_YOUR GOAL_.
When the line containing "const RATE_LIMIT_ATTEMPTS: u32 = 3;" is reached, include it and end there; set down verbatim every line before it, starting at the top of the records.

(Stored data)
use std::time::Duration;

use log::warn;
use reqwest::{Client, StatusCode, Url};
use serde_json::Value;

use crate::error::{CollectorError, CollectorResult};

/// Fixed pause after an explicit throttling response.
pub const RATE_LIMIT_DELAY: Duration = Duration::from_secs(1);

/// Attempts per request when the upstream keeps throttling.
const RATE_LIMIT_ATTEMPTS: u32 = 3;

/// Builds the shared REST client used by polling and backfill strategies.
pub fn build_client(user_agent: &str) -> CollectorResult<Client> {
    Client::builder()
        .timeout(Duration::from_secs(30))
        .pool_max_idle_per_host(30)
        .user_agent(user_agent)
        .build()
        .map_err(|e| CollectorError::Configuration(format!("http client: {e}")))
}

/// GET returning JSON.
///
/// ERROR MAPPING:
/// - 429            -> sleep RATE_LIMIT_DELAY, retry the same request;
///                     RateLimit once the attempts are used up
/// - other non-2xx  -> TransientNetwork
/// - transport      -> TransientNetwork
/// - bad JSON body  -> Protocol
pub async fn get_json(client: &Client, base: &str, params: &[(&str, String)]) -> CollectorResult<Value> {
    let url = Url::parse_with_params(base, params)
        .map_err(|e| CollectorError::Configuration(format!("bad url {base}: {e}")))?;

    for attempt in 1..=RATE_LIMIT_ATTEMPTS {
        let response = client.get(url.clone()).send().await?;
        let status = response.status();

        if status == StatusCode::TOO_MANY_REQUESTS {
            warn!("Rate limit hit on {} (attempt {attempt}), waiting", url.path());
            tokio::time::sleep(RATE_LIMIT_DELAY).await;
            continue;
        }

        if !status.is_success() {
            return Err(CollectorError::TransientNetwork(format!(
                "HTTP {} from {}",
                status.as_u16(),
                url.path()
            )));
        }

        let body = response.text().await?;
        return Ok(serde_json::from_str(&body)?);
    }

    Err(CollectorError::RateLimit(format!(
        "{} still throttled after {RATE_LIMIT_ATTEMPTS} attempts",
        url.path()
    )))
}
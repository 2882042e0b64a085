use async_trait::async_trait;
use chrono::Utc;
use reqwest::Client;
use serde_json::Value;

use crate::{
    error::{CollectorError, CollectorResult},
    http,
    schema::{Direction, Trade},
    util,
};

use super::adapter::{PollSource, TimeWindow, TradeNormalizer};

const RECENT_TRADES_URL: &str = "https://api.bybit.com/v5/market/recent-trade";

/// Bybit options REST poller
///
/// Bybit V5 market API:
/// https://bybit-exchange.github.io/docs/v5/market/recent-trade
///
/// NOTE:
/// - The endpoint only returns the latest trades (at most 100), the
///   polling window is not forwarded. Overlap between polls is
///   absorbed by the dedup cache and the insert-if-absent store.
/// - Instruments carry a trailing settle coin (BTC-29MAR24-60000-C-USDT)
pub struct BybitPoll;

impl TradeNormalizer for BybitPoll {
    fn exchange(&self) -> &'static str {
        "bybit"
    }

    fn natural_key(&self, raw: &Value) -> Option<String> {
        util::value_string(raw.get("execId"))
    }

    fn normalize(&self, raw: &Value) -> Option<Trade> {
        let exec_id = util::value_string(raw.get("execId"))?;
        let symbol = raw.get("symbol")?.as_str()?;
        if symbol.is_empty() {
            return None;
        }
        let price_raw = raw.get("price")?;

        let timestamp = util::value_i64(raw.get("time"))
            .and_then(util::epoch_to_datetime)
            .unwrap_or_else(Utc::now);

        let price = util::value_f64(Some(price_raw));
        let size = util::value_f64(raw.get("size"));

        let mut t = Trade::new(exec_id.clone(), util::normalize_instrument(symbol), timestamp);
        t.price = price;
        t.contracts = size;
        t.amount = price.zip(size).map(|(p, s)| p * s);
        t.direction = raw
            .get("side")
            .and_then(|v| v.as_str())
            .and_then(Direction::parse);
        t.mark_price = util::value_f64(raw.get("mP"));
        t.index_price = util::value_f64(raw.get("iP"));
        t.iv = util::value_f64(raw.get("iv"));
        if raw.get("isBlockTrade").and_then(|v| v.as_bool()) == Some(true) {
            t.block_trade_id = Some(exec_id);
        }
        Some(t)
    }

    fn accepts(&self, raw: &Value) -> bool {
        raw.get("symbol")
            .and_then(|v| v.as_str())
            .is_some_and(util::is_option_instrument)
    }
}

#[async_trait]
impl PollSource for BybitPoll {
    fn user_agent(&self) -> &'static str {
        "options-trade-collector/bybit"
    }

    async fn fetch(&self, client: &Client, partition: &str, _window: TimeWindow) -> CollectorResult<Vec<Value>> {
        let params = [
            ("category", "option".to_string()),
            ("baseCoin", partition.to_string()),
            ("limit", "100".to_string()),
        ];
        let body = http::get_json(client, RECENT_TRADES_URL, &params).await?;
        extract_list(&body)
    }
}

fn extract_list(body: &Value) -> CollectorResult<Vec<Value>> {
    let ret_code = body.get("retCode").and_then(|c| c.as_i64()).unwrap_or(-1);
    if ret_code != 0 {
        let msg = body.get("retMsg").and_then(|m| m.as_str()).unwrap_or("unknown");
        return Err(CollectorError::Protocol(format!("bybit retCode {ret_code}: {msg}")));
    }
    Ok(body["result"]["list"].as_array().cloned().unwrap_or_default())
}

_RESULT_.
use std::time::Duration;

use log::warn;
use reqwest::{Client, StatusCode, Url};
use serde_json::Value;

use crate::error::{CollectorError, CollectorResult};

/// Fixed pause after an explicit throttling response.
pub const RATE_LIMIT_DELAY: Duration = Duration::from_secs(1);

/// Attempts per request when the upstream keeps throttling.
const RATE_LIMIT_ATTEMPTS: u32 = 3;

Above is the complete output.